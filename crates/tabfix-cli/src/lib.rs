//! Library side of the `tabfix` binary: configuration, logging, the run
//! pipeline and CSV output.

pub mod config;
pub mod logging;
pub mod output;
pub mod pipeline;
pub mod types;
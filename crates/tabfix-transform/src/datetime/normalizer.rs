//! The date fallback chain and the expected-month correction pass.

use chrono::{Datelike, NaiveDate, NaiveDateTime};
use serde::{Deserialize, Serialize};
use tabfix_model::{CellValue, ExpectedMonth};
use tracing::debug;

use super::generic::clean_date_text;
use super::rules::{DateCandidate, DateRule};

/// Per-column counters collected while normalizing.
#[derive(Debug, Clone, Default, PartialEq, Eq, Serialize, Deserialize)]
pub struct NormalizationReport {
    pub total: usize,
    pub missing: usize,
    pub strict: usize,
    pub day_first: usize,
    pub month_first: usize,
    pub serial: usize,
    /// Non-empty cells no rule could parse.
    pub unresolved: usize,
    pub month_swapped: usize,
    /// Resolved values left in a month other than the expected one.
    pub month_mismatch_kept: usize,
}

impl NormalizationReport {
    fn record(&mut self, rule: DateRule) {
        match rule {
            DateRule::StrictCanonical => self.strict += 1,
            DateRule::DayFirst => self.day_first += 1,
            DateRule::MonthFirst => self.month_first += 1,
            DateRule::SpreadsheetSerial => self.serial += 1,
        }
    }

    pub fn resolved(&self) -> usize {
        self.strict + self.day_first + self.month_first + self.serial
    }
}

/// Runs the rules in order over a cleaned value and returns the first hit.
pub fn resolve(value: &str) -> Option<DateCandidate> {
    DateRule::ORDER
        .iter()
        .find_map(|&rule| rule.parse(value).map(|value| DateCandidate { value, rule }))
}

/// Swaps day and month when that lands the value in the expected month.
///
/// The swap keeps the time of day. Values whose swap is not a valid date, or
/// whose swap is still in another month, come back unchanged.
pub fn correct_month(value: NaiveDateTime, expected: ExpectedMonth) -> NaiveDateTime {
    if value.month() == expected.get() {
        return value;
    }
    match NaiveDate::from_ymd_opt(value.year(), value.day(), value.month()) {
        Some(swapped) if swapped.month() == expected.get() => swapped.and_time(value.time()),
        _ => value,
    }
}

/// Normalizes a date column into canonical timestamps.
pub fn normalize(values: &[CellValue], expected_month: Option<ExpectedMonth>) -> Vec<CellValue> {
    normalize_with_report(values, expected_month).0
}

/// Like [`normalize`], also returning which rules fired.
pub fn normalize_with_report(
    values: &[CellValue],
    expected_month: Option<ExpectedMonth>,
) -> (Vec<CellValue>, NormalizationReport) {
    let mut report = NormalizationReport {
        total: values.len(),
        ..NormalizationReport::default()
    };

    let output = values
        .iter()
        .enumerate()
        .map(|(row, cell)| {
            let Some(raw) = cell.as_text() else {
                report.missing += 1;
                return CellValue::Missing;
            };
            let cleaned = clean_date_text(raw);
            if cleaned.is_empty() {
                report.missing += 1;
                return CellValue::Missing;
            }
            let Some(candidate) = resolve(&cleaned) else {
                debug!(row, value = %cleaned, "unparseable date");
                report.unresolved += 1;
                return CellValue::Missing;
            };
            report.record(candidate.rule);

            let mut resolved = candidate.value;
            if let Some(expected) = expected_month {
                let corrected = correct_month(resolved, expected);
                if corrected != resolved {
                    report.month_swapped += 1;
                } else if corrected.month() != expected.get() {
                    report.month_mismatch_kept += 1;
                }
                resolved = corrected;
            }
            CellValue::timestamp(resolved)
        })
        .collect();

    (output, report)
}
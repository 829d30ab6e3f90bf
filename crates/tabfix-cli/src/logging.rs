//! Logging setup on top of `tracing` and `tracing-subscriber`.
//!
//! # Log Levels
//!
//! - `error`: files that could not be processed
//! - `warn`: missing date columns, non-fatal issues
//! - `info`: per-file progress and output paths
//! - `debug`: dropped columns, unparseable dates
//! - `trace`: everything else

use std::fs::OpenOptions;
use std::io::{self, Write};
use std::path::PathBuf;
use std::sync::{Arc, Mutex};

use tracing::level_filters::LevelFilter;
use tracing_subscriber::{
    EnvFilter,
    fmt::{self, MakeWriter},
    layer::SubscriberExt,
    util::SubscriberInitExt,
};

/// Crates whose events are shown at the configured level.
const OWN_CRATES: &[&str] = &[
    "tabfix",
    "tabfix_cli",
    "tabfix_ingest",
    "tabfix_model",
    "tabfix_transform",
];

#[derive(Debug, Clone)]
pub struct LogConfig {
    pub level_filter: LevelFilter,
    /// Let `RUST_LOG` override `level_filter` when set.
    pub use_env_filter: bool,
    pub with_timestamps: bool,
    pub with_target: bool,
    pub with_ansi: bool,
    pub format: LogFormat,
    /// Logs go to this file instead of stderr when set.
    pub log_file: Option<PathBuf>,
}

#[derive(Debug, Clone, Copy, Default, PartialEq, Eq)]
pub enum LogFormat {
    #[default]
    Pretty,
    Compact,
    Json,
}

impl Default for LogConfig {
    fn default() -> Self {
        Self {
            level_filter: LevelFilter::WARN,
            use_env_filter: true,
            with_timestamps: false,
            with_target: false,
            with_ansi: true,
            format: LogFormat::default(),
            log_file: None,
        }
    }
}

/// Installs the global subscriber. Call once at startup.
///
/// # Errors
///
/// Returns an error if the log file cannot be opened.
pub fn init_logging(config: &LogConfig) -> io::Result<()> {
    if let Some(path) = &config.log_file {
        let file = OpenOptions::new().create(true).append(true).open(path)?;
        init_logging_with_writer(config, SharedFileWriter::new(file));
    } else {
        init_logging_with_writer(config, io::stderr);
    }
    Ok(())
}

pub fn init_logging_with_writer<W>(config: &LogConfig, writer: W)
where
    W: for<'writer> MakeWriter<'writer> + Send + Sync + 'static,
{
    let filter = build_env_filter(config.level_filter, config.use_env_filter);

    match config.format {
        LogFormat::Json => {
            let layer = fmt::layer()
                .json()
                .with_writer(writer)
                .with_target(config.with_target);
            tracing_subscriber::registry()
                .with(filter)
                .with(layer)
                .init();
        }
        LogFormat::Compact => {
            let layer = fmt::layer()
                .compact()
                .with_writer(writer)
                .with_ansi(config.with_ansi)
                .with_target(config.with_target);
            if config.with_timestamps {
                tracing_subscriber::registry()
                    .with(filter)
                    .with(layer)
                    .init();
            } else {
                tracing_subscriber::registry()
                    .with(filter)
                    .with(layer.without_time())
                    .init();
            }
        }
        LogFormat::Pretty => {
            let layer = fmt::layer()
                .with_writer(writer)
                .with_ansi(config.with_ansi)
                .with_target(config.with_target);
            if config.with_timestamps {
                tracing_subscriber::registry()
                    .with(filter)
                    .with(layer)
                    .init();
            } else {
                tracing_subscriber::registry()
                    .with(filter)
                    .with(layer.without_time())
                    .init();
            }
        }
    }
}

#[derive(Clone)]
struct SharedFileWriter {
    file: Arc<Mutex<std::fs::File>>,
}

impl SharedFileWriter {
    fn new(file: std::fs::File) -> Self {
        Self {
            file: Arc::new(Mutex::new(file)),
        }
    }
}

struct SharedFileGuard {
    file: Arc<Mutex<std::fs::File>>,
}

impl Write for SharedFileGuard {
    fn write(&mut self, buf: &[u8]) -> io::Result<usize> {
        self.file
            .lock()
            .map_err(|_| io::Error::other("log file lock poisoned"))?
            .write(buf)
    }

    fn flush(&mut self) -> io::Result<()> {
        self.file
            .lock()
            .map_err(|_| io::Error::other("log file lock poisoned"))?
            .flush()
    }
}

impl<'a> MakeWriter<'a> for SharedFileWriter {
    type Writer = SharedFileGuard;

    fn make_writer(&'a self) -> Self::Writer {
        SharedFileGuard {
            file: Arc::clone(&self.file),
        }
    }
}

fn default_directives(level: LevelFilter) -> String {
    let level = level.to_string().to_lowercase();
    // Third-party crates stay at warn.
    let mut directives = vec!["warn".to_string()];
    directives.extend(OWN_CRATES.iter().map(|krate| format!("{krate}={level}")));
    directives.join(",")
}

fn build_env_filter(level: LevelFilter, use_env: bool) -> EnvFilter {
    let fallback = || EnvFilter::new(default_directives(level));
    if use_env {
        EnvFilter::try_from_default_env().unwrap_or_else(|_| fallback())
    } else {
        fallback()
    }
}
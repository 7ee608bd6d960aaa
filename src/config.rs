use std::collections::HashSet;

use log::Level;
use serde::Deserialize;
use thiserror::Error;

use crate::faq::{FaqEntry, FaqTable};

const SITE_JSON: &str = include_str!("../assets/site.json");

#[cfg(debug_assertions)]
pub fn log_level() -> Level {
    Level::Debug // Verbose console output when running locally
}

#[cfg(not(debug_assertions))]
pub fn log_level() -> Level {
    Level::Info
}

#[derive(Debug, Error)]
pub enum ConfigError {
    #[error("site config is not valid JSON: {0}")]
    Parse(#[from] serde_json::Error),
    #[error("site config has no FAQ entries")]
    NoFaqEntries,
    #[error("FAQ question listed twice: {0:?}")]
    DuplicateQuestion(String),
}

/// Copy that drives page behaviour, embedded at build time.
#[derive(Debug, Clone, PartialEq, Deserialize)]
pub struct SiteConfig {
    pub brand_name: String,
    pub support_title: String,
    pub faq: Vec<FaqEntry>,
}

impl SiteConfig {
    pub fn load() -> Result<Self, ConfigError> {
        Self::from_json(SITE_JSON)
    }

    pub fn from_json(raw: &str) -> Result<Self, ConfigError> {
        let config: SiteConfig = serde_json::from_str(raw)?;
        config.check()?;
        Ok(config)
    }

    /// Used when the embedded config can't be read. Every chat question
    /// resolves to the fallback answer.
    pub fn degraded() -> Self {
        Self {
            brand_name: "SoftSell".to_string(),
            support_title: "SoftSell Support".to_string(),
            faq: Vec::new(),
        }
    }

    pub fn faq_table(&self) -> FaqTable {
        FaqTable::new(self.faq.clone())
    }

    fn check(&self) -> Result<(), ConfigError> {
        if self.faq.is_empty() {
            return Err(ConfigError::NoFaqEntries);
        }
        let mut seen = HashSet::new();
        for entry in &self.faq {
            if !seen.insert(entry.question.as_str()) {
                return Err(ConfigError::DuplicateQuestion(entry.question.clone()));
            }
        }
        Ok(())
    }
}
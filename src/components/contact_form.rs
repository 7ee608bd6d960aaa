use gloo_timers::callback::Timeout;
use log::debug;
use web_sys::{HtmlInputElement, HtmlSelectElement, HtmlTextAreaElement};
use yew::prelude::*;

use crate::contact::{ContactAction, ContactFormState, Field, LicenseType, Notice};

const NOTICE_DISMISS_MS: u32 = 5_000;

fn show_alert(message: &str) {
    if let Some(window) = web_sys::window() {
        let _ = window.alert_with_message(message);
    }
}

fn alert_notifier() -> Callback<String> {
    Callback::from(|message: String| show_alert(&message))
}

#[derive(Properties, PartialEq)]
pub struct ContactFormProps {
    /// Receives each submit outcome once. Defaults to a blocking alert.
    #[prop_or_else(alert_notifier)]
    pub notify: Callback<String>,
}

#[function_component(ContactForm)]
pub fn contact_form(props: &ContactFormProps) -> Html {
    let state = use_reducer(ContactFormState::default);

    // Raise each submit outcome once, then let the inline notice fade out.
    {
        let attempts = state.attempts;
        let state = state.clone();
        let notify = props.notify.clone();
        use_effect_with_deps(
            move |attempts| {
                let mut dismiss = None;
                if *attempts > 0 {
                    if let Some(notice) = state.notice.clone() {
                        notify.emit(notice.message());
                        let state = state.clone();
                        dismiss = Some(Timeout::new(NOTICE_DISMISS_MS, move || {
                            state.dispatch(ContactAction::DismissNotice);
                        }));
                    }
                }
                move || drop(dismiss)
            },
            attempts,
        );
    }

    let on_input = |field: Field| {
        let state = state.clone();
        Callback::from(move |e: InputEvent| {
            let input: HtmlInputElement = e.target_unchecked_into();
            state.dispatch(ContactAction::Set(field, input.value()));
        })
    };

    let on_message = {
        let state = state.clone();
        Callback::from(move |e: InputEvent| {
            let input: HtmlTextAreaElement = e.target_unchecked_into();
            state.dispatch(ContactAction::Set(Field::Message, input.value()));
        })
    };

    let on_license = {
        let state = state.clone();
        Callback::from(move |e: Event| {
            let select: HtmlSelectElement = e.target_unchecked_into();
            state.dispatch(ContactAction::SetLicenseType(select.value().parse().ok()));
        })
    };

    let on_submit = {
        let state = state.clone();
        Callback::from(move |e: SubmitEvent| {
            e.prevent_default();
            debug!("Contact form submit");
            state.dispatch(ContactAction::Submit);
        })
    };

    let fields = &state.fields;

    html! {
        <form class="contact-form" onsubmit={on_submit} novalidate={true}>
            <div class="form-group">
                <label for="name">{"Name"}</label>
                <input type="text" id="name" name="name"
                    value={fields.name.clone()} oninput={on_input(Field::Name)} />
            </div>
            <div class="form-group">
                <label for="email">{"Email"}</label>
                <input type="email" id="email" name="email"
                    value={fields.email.clone()} oninput={on_input(Field::Email)} />
            </div>
            <div class="form-group">
                <label for="company">{"Company"}</label>
                <input type="text" id="company" name="company"
                    value={fields.company.clone()} oninput={on_input(Field::Company)} />
            </div>
            <div class="form-group">
                <label for="licenseType">{"License Type"}</label>
                <select id="licenseType" name="licenseType" onchange={on_license}>
                    <option value="" selected={fields.license_type.is_none()}>
                        {"Select License Type"}
                    </option>
                    { for LicenseType::ALL.iter().map(|license| html! {
                        <option value={license.as_str()} selected={fields.license_type == Some(*license)}>
                            { license.as_str() }
                        </option>
                    }) }
                </select>
            </div>
            <div class="form-group">
                <label for="message">{"Message"}</label>
                <textarea id="message" name="message" rows="4"
                    value={fields.message.clone()} oninput={on_message} />
            </div>
            if let Some(notice) = &state.notice {
                <div class={if *notice == Notice::Success { "success-message" } else { "error-message" }}>
                    { notice.message() }
                </div>
            }
            <button type="submit" class="contact-submit">{"Submit"}</button>
        </form>
    }
}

### ABOUT THIS TASK
Among the lines above, which hold the word "true"? Report each one.

### EXERCISE RESULT
            use_env_filter: true,
            with_ansi: true,
        let file = OpenOptions::new().create(true).append(true).open(path)?;
        <form class="contact-form" onsubmit={on_submit} novalidate={true}>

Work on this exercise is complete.